#### Source material:

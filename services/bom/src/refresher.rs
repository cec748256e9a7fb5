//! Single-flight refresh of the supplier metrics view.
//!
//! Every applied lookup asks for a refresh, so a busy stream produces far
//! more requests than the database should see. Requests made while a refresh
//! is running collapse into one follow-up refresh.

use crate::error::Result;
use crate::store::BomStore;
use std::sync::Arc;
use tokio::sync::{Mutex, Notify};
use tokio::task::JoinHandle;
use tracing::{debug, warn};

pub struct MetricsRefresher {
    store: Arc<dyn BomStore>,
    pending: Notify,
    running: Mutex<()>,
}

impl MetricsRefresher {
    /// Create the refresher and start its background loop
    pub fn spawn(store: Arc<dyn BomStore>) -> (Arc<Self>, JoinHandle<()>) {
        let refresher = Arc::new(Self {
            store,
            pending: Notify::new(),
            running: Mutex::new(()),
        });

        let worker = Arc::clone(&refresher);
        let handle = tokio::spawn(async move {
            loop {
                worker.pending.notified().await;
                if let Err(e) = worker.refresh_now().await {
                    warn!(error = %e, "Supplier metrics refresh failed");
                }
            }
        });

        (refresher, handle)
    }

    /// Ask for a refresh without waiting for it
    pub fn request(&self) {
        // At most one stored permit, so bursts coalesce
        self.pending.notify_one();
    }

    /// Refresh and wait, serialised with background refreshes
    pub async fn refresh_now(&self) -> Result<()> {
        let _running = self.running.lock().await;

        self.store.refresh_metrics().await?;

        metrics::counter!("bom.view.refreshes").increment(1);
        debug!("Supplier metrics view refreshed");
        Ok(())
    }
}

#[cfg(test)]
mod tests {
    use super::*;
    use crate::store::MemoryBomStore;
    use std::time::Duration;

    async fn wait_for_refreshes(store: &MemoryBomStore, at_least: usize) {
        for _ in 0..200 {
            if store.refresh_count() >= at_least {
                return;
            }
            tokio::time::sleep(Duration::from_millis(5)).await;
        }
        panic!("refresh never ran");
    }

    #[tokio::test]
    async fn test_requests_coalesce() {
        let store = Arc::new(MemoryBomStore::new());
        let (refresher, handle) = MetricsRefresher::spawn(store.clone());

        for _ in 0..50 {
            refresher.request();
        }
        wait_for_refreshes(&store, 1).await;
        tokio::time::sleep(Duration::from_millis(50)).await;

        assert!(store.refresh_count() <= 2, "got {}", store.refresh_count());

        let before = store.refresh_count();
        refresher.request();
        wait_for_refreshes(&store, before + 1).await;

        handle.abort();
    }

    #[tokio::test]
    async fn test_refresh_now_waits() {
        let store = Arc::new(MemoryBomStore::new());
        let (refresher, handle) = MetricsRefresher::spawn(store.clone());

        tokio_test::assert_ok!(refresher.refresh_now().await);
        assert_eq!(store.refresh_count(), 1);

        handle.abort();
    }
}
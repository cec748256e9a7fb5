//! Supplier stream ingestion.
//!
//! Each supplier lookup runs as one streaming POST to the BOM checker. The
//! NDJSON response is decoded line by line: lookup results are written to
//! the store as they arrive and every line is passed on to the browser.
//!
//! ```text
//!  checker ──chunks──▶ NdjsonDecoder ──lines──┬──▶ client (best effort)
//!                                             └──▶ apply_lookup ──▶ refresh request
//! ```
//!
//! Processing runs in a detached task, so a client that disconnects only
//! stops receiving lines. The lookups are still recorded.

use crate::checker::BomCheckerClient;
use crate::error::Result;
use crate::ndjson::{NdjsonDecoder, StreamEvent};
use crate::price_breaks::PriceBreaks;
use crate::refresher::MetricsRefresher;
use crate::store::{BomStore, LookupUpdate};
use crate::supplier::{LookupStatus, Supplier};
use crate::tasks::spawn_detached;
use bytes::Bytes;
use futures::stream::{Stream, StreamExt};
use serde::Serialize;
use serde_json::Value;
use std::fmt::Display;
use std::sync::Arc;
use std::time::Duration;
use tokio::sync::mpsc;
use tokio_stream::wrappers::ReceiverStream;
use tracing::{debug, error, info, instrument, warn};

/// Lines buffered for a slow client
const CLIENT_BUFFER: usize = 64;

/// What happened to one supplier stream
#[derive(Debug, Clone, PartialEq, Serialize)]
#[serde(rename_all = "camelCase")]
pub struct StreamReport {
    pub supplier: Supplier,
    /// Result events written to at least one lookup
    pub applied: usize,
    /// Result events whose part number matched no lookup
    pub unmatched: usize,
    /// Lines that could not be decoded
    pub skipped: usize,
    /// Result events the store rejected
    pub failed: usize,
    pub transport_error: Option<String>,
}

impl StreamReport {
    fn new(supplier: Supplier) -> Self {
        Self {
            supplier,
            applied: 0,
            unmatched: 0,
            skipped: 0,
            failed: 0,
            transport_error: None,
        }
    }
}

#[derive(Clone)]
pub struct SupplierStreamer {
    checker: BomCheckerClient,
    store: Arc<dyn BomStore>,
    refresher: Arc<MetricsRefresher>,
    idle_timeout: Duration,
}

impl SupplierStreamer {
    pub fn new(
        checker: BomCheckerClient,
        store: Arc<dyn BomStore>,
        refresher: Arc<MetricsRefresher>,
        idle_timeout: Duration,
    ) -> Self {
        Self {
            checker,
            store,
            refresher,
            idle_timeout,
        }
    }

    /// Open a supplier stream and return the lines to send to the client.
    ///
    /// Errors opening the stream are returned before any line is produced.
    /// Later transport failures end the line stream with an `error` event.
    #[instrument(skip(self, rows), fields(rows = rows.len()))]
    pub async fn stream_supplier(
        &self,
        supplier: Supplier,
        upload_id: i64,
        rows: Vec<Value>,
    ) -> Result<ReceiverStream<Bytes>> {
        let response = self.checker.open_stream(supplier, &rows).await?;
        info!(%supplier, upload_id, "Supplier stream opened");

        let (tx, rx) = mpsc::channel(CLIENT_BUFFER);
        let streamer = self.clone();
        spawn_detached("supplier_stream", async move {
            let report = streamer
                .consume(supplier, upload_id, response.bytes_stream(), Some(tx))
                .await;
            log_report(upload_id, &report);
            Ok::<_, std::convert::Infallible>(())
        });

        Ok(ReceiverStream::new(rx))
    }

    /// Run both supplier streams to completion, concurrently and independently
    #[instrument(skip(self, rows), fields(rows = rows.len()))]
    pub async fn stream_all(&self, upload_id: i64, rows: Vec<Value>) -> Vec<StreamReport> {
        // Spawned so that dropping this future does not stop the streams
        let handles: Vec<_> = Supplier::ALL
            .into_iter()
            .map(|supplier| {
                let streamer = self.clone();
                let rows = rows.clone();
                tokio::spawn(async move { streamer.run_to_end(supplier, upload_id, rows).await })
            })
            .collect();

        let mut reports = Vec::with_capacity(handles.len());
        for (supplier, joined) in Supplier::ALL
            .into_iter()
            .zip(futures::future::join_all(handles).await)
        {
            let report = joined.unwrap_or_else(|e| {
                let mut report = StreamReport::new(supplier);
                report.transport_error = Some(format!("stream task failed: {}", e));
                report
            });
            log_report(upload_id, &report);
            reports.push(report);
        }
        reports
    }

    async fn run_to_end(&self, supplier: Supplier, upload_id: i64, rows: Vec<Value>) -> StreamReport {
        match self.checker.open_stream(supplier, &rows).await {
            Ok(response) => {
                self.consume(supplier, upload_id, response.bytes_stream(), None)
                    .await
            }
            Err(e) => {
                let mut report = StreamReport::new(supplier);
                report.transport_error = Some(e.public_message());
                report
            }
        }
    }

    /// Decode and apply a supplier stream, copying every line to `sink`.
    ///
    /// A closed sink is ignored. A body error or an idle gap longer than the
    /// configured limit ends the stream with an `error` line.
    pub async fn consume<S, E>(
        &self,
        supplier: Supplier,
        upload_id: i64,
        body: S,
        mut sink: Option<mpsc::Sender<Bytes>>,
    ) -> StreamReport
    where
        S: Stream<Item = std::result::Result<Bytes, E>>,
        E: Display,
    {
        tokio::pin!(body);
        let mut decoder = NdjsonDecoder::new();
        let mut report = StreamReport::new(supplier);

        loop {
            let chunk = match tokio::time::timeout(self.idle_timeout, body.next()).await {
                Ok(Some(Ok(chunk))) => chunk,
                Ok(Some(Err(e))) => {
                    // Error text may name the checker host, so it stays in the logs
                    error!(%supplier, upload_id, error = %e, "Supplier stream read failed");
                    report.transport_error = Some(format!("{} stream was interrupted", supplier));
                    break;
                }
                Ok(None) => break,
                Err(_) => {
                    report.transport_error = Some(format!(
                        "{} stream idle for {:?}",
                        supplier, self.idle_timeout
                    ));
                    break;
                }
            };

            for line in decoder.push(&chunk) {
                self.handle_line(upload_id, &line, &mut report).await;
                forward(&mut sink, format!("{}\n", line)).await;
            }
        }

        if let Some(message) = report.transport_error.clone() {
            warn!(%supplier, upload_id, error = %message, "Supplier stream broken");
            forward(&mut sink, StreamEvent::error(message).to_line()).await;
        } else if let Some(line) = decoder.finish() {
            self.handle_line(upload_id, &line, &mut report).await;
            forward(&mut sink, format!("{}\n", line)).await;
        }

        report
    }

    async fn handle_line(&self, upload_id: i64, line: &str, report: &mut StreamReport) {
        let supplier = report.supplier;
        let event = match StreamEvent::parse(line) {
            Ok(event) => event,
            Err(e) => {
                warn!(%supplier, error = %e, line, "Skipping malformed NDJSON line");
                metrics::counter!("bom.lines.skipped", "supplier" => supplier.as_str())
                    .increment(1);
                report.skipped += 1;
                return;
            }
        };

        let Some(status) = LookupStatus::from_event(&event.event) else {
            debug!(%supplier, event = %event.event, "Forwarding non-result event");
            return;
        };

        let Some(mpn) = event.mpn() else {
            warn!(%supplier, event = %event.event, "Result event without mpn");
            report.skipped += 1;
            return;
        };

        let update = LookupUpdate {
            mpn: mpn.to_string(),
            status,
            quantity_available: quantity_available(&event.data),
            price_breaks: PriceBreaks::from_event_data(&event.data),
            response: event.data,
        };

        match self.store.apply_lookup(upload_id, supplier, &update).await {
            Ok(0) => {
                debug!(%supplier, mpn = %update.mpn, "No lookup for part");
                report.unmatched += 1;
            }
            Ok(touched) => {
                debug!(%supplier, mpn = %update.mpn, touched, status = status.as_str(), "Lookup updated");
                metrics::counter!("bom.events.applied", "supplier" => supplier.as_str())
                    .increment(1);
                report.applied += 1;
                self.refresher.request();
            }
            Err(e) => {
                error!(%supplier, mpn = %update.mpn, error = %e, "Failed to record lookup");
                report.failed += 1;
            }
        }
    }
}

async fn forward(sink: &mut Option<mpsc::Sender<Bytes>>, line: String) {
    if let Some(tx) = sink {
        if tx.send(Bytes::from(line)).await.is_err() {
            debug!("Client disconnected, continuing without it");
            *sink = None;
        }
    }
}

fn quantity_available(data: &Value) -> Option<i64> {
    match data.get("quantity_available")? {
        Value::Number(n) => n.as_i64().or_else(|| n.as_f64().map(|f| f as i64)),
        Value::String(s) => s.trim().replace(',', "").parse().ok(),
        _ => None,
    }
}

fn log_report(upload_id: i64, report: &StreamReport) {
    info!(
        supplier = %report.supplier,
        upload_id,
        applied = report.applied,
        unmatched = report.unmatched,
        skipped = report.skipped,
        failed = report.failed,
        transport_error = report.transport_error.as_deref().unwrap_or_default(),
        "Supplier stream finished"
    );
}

#### What is needed:
What is needed is every line from the beginning of the data up to and including the line with "use crate::store::BomStore;", given again word for word.

#### Response box:
filename services/bom/src/refresher.rs
repository cec748256e9a7fb5
//! Single-flight refresh of the supplier metrics view.
//!
//! Every applied lookup asks for a refresh, so a busy stream produces far
//! more requests than the database should see. Requests made while a refresh
//! is running collapse into one follow-up refresh.

use crate::error::Result;
use crate::store::BomStore;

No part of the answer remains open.